Poma guardò senza dubbio con interesse verso la nuova produzione di tempere e pastelli eseguiti da Sartorio nella campagna romana, mentre, in parallelo, si consumava il suo graduale distacco dal mondo artistico ufficiale; al 1909 risale infatti la sua ultima partecipazione ad un'esposizione (Roma, Società degli Amatori e Cultori). E' probabile che la scelta di abbandonare gli impegni pubblici abbia contribuito a rafforzarlo nell'adesione ad un linguaggio di radicale sintetismo, che trova consonanze in altri giovani di quell'ambito come Maurizio Barricelli e che sarà decisivo anche per i suoi esiti successivi.

Da quegli stimoli Poma trae spunto per un taglio fortemente ravvicinato dell'immagine, probabilmente influenzato dalla mediazione della fotografia; anche la scelta di ritornare sul medesimo soggetto per coglierne il variare nei diversi momenti di luce e atmosfera appare influenzata dalle scelte di Sartorio. Ma è soprattutto il prevalente uso del pastello ad apparire emblematico. (...) Nel 1890 il pastello diveniva a tutti gli effetti un'arte "maggiore", testimone, con la sua incessante evoluzione, dei benefici introdotti dalle scienze positive anche nel campo dell'arte.

(...) Poma riconobbe da subito nel pastello il medium più congeniale alla sua sensibilità e seppe sfruttarne con sapienza le qualità espressive accentuando il carattere fuggevole di scorci colti rapidamente e sottolineandone le linee di forza per ottenere un più serrato effetto di sintesi. Ma ciò che probabilmente più lo affascinò fu la resa particolarmente intensa dei valori luminosi e cromatici, che egli esaltava in un gioco di contrasto tra colori saturi, come nel caso della Veduta dello Chetif e del Monte Bianco.

(...) Egli giunse a fabbricarsi per conto proprio i colori macinando con pazienza pigmenti naturali; per altro fu non meno esigente nei confronti della qualità della carta che utilizzava, di importazione inglese come attestano i timbri apposti su alcuni dei fogli. Una cura ed un'attenzione verso il proprio operare che si spinge sino alla scelta sobria delle incorniciature in ottone, anch'esse apposte dall'artista, e che spiega come opere così fragili siano potute giungere a noi conservando integra la loro freschezza.

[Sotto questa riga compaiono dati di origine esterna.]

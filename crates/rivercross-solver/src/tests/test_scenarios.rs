//! Canonical puzzle instances.

use super::*;
use rivercross_config::StaminaMode;
use rivercross_core::{Direction, HorseId};
use rivercross_test::{classic_bridge, equal_trio, exhausted_herd, two_horses};

#[test]
fn test_two_horses_single_crossing() {
    let config = two_horses();
    let outcome = solve(&config);

    assert_eq!(outcome.num_of_solutions(), 1);
    let solution = &outcome.solutions.solutions()[0];
    assert_eq!(solution.total_time(), 2);
    assert_eq!(solution.horses_time_spent(), &[2, 2]);

    let herd = config.herd().unwrap();
    assert_eq!(solution.path_labels(&herd), vec![vec!["A", "B"]]);
}

#[test]
fn test_classic_bridge_returns_by_fastest() {
    let outcome = solve(&classic_bridge());

    assert_eq!(outcome.best_total(), Some(17));
    assert_eq!(outcome.num_of_solutions(), 2);
    let fastest = [HorseId::new(0), HorseId::new(1)];
    for solution in outcome.solutions.iter() {
        assert_eq!(solution.total_time(), 17);
        for crossing in solution.path() {
            if crossing.direction() == Direction::Return {
                assert!(fastest.contains(&crossing.members()[0]));
            }
        }
    }
}

#[test]
fn test_exhausted_herd_has_no_solution() {
    let outcome = solve(&exhausted_herd());

    assert_eq!(outcome.num_of_solutions(), 0);
    assert_eq!(outcome.best_total(), None);
}

#[test]
fn test_equal_trio_crosses_at_once() {
    let outcome = solve(&equal_trio());

    assert_eq!(outcome.num_of_solutions(), 1);
    let solution = &outcome.solutions.solutions()[0];
    assert_eq!(solution.total_time(), 4);
    assert_eq!(solution.len(), 1);
    assert_eq!(solution.path()[0].len(), 3);
}

#[test]
fn test_single_horse_herd() {
    let outcome = solve(&CrossingConfig::new(vec![7], 2));

    assert_eq!(outcome.best_total(), Some(7));
    assert_eq!(outcome.solutions.solutions()[0].horses_time_spent(), &[7]);
}

#[test]
fn test_per_crossing_stamina_ignores_history() {
    // Cumulatively, whoever shuttles back pays 4 + 1 + 1 = 6.
    let cumulative = CrossingConfig::new(vec![1, 1, 4], 2).with_time_limit(5);
    assert_eq!(solve(&cumulative).num_of_solutions(), 0);

    let per_crossing = cumulative
        .clone()
        .with_stamina_mode(StaminaMode::PerCrossing);
    let outcome = solve(&per_crossing);
    assert_eq!(outcome.best_total(), Some(6));
    assert!(outcome
        .solutions
        .iter()
        .any(|s| s.horses_time_spent().iter().any(|&spent| spent > 5)));
}

#[test]
fn test_per_crossing_stamina_below_slowest() {
    let config = classic_bridge()
        .with_time_limit(9)
        .with_stamina_mode(StaminaMode::PerCrossing);
    assert_eq!(solve(&config).num_of_solutions(), 0);
}

#[test]
fn test_disabled_limit_matches_unlimited() {
    let unlimited = solve(&classic_bridge());
    let zero = solve(&classic_bridge().with_time_limit(0));
    let negative = solve(&classic_bridge().with_time_limit(-3));

    assert_eq!(zero.solutions, unlimited.solutions);
    assert_eq!(negative.solutions, unlimited.solutions);
}

#[test]
fn test_maximal_durations_do_not_overflow() {
    let trio = CrossingConfig::new(vec![i64::MAX; 3], 2);
    assert_eq!(solve(&trio).num_of_solutions(), 0);
    assert_eq!(solve(&trio.clone().with_parallel(true)).num_of_solutions(), 0);

    let pair = CrossingConfig::new(vec![1, i64::MAX], 2).with_time_limit(5);
    assert_eq!(solve(&pair).num_of_solutions(), 0);

    let outcome = solve(&CrossingConfig::new(vec![1, i64::MAX], 2));
    assert_eq!(outcome.best_total(), Some(i64::MAX as u64));
}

Il suo progressivo isolamento venne favorito anche dalla scelta di abbandonare la capitale per trasferirsi, intorno agli anni Trenta, a Courmayeur: località amata sin dagli anni della gioventù, dove decise di stabilirsi nella speranza di guarire un figlio malato e dove risiederà per trent'anni.

(...) il profondo amore per la montagna e la sua natura, costituisce il filo rosso sotteso agli oltre sessanta pastelli esposti a Courmayeur; un sentimento mai banale nei tagli e nelle scelte dei soggetti reso senza tradire quel linguaggio che ne improntò il gusto ad inizio secolo e che lo rende un caso interessante nel quadro del paesaggismo piemontese di primo Novecento.